**Exercise details**
Using the records below, filter for lines that contain the string "with" and copy them out.

..............................

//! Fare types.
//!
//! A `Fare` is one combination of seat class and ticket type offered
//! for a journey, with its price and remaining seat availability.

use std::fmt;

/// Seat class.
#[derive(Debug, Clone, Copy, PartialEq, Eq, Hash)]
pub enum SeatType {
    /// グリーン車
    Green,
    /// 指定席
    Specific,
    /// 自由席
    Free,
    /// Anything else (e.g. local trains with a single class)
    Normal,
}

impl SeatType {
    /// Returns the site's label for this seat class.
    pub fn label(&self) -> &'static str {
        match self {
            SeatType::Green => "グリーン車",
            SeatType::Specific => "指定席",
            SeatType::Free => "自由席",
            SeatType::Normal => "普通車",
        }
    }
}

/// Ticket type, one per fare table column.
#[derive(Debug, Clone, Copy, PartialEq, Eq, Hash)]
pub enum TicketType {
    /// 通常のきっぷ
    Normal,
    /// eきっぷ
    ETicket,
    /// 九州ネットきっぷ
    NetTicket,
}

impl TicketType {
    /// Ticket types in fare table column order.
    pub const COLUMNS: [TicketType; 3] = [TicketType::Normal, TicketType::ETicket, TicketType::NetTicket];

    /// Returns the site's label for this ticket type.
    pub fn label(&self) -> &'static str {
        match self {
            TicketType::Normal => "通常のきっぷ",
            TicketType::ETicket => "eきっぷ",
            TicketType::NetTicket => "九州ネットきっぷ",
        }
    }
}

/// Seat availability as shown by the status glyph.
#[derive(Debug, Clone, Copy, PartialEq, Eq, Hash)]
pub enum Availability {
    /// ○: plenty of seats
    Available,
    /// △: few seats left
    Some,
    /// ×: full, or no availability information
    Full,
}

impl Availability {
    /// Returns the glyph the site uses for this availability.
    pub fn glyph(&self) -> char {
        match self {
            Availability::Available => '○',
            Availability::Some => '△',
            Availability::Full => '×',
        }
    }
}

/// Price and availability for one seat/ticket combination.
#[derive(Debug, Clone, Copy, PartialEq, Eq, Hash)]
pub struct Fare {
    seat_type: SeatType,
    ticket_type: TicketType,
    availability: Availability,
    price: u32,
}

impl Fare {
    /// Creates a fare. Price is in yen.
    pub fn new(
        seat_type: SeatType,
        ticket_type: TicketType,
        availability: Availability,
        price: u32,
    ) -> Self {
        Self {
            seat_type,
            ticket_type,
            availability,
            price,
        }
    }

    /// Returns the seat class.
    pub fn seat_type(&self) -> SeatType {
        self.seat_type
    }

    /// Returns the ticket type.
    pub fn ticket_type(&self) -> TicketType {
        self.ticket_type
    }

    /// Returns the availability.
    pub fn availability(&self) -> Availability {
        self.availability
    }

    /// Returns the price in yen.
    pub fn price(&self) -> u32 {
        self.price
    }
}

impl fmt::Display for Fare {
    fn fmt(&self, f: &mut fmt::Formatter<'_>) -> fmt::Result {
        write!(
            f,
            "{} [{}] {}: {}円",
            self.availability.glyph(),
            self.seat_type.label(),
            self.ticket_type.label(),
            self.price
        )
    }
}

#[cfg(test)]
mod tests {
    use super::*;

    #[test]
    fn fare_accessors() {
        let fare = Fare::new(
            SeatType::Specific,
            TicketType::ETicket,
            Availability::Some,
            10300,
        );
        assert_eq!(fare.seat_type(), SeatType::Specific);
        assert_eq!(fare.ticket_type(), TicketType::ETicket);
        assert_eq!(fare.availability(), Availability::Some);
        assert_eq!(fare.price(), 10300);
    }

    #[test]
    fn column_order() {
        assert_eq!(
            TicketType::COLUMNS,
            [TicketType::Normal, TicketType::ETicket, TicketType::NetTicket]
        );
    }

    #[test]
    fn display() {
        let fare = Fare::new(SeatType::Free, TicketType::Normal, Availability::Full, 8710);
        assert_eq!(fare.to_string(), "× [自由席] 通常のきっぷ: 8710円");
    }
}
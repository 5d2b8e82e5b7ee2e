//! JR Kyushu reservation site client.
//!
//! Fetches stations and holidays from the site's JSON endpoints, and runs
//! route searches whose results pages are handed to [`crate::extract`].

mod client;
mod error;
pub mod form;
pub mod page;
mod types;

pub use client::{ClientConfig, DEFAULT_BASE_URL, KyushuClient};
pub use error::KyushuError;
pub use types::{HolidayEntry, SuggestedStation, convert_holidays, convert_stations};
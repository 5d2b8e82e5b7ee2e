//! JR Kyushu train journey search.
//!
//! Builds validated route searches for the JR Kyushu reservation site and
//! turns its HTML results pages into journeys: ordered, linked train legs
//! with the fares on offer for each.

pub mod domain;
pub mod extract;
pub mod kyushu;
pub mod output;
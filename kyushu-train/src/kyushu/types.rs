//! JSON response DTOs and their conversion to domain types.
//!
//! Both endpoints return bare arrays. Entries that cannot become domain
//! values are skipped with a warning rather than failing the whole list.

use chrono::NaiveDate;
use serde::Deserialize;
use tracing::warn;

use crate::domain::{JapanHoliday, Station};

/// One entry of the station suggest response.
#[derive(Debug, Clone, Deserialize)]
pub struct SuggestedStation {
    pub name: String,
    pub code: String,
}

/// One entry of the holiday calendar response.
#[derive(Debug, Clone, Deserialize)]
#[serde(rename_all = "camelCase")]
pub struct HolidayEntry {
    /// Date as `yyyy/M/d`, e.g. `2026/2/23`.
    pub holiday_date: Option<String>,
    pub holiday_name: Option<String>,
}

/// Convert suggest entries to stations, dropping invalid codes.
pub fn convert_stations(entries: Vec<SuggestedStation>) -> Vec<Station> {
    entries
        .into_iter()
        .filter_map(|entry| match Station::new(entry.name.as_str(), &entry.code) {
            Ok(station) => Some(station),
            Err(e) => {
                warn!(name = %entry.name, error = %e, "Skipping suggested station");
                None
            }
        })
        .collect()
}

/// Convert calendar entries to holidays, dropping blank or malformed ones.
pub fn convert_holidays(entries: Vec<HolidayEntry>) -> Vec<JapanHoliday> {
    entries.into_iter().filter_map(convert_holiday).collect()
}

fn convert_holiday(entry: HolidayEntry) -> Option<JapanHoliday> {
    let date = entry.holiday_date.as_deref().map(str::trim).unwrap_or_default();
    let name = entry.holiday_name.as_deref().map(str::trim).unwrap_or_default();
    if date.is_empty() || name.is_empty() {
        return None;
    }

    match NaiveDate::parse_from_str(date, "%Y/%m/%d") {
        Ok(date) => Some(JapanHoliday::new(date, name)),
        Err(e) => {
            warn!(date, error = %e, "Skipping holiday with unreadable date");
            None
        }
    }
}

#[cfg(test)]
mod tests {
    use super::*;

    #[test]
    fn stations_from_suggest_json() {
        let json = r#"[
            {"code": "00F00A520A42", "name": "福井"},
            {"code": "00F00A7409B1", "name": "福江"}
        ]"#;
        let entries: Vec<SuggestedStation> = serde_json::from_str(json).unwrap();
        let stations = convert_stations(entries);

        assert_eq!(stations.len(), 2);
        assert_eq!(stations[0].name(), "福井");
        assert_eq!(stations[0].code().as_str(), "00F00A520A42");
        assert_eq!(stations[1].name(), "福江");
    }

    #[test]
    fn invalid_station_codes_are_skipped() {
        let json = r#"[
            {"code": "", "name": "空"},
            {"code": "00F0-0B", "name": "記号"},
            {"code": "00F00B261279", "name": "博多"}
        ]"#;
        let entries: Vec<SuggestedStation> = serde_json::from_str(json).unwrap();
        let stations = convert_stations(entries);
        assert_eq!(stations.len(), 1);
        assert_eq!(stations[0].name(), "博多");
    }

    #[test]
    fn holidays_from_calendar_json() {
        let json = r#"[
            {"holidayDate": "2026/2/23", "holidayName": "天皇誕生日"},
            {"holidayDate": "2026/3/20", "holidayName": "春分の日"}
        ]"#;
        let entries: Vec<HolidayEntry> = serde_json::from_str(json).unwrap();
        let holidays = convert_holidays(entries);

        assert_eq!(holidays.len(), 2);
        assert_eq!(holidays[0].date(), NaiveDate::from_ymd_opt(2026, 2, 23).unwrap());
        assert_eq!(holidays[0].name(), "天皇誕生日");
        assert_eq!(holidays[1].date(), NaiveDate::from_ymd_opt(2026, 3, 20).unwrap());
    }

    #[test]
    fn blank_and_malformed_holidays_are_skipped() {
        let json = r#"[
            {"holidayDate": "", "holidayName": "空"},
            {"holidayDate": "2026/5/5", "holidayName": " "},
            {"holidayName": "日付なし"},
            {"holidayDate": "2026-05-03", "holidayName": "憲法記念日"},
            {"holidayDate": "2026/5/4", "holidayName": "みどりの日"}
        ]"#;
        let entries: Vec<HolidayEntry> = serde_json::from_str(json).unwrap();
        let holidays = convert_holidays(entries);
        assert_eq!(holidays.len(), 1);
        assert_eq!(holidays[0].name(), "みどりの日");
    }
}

..............................

**Your solution**
//! for a journey, with its price and remaining seat availability.
    /// Anything else (e.g. local trains with a single class)
//! with the fares on offer for each.
//! values are skipped with a warning rather than failing the whole list.
            warn!(date, error = %e, "Skipping holiday with unreadable date");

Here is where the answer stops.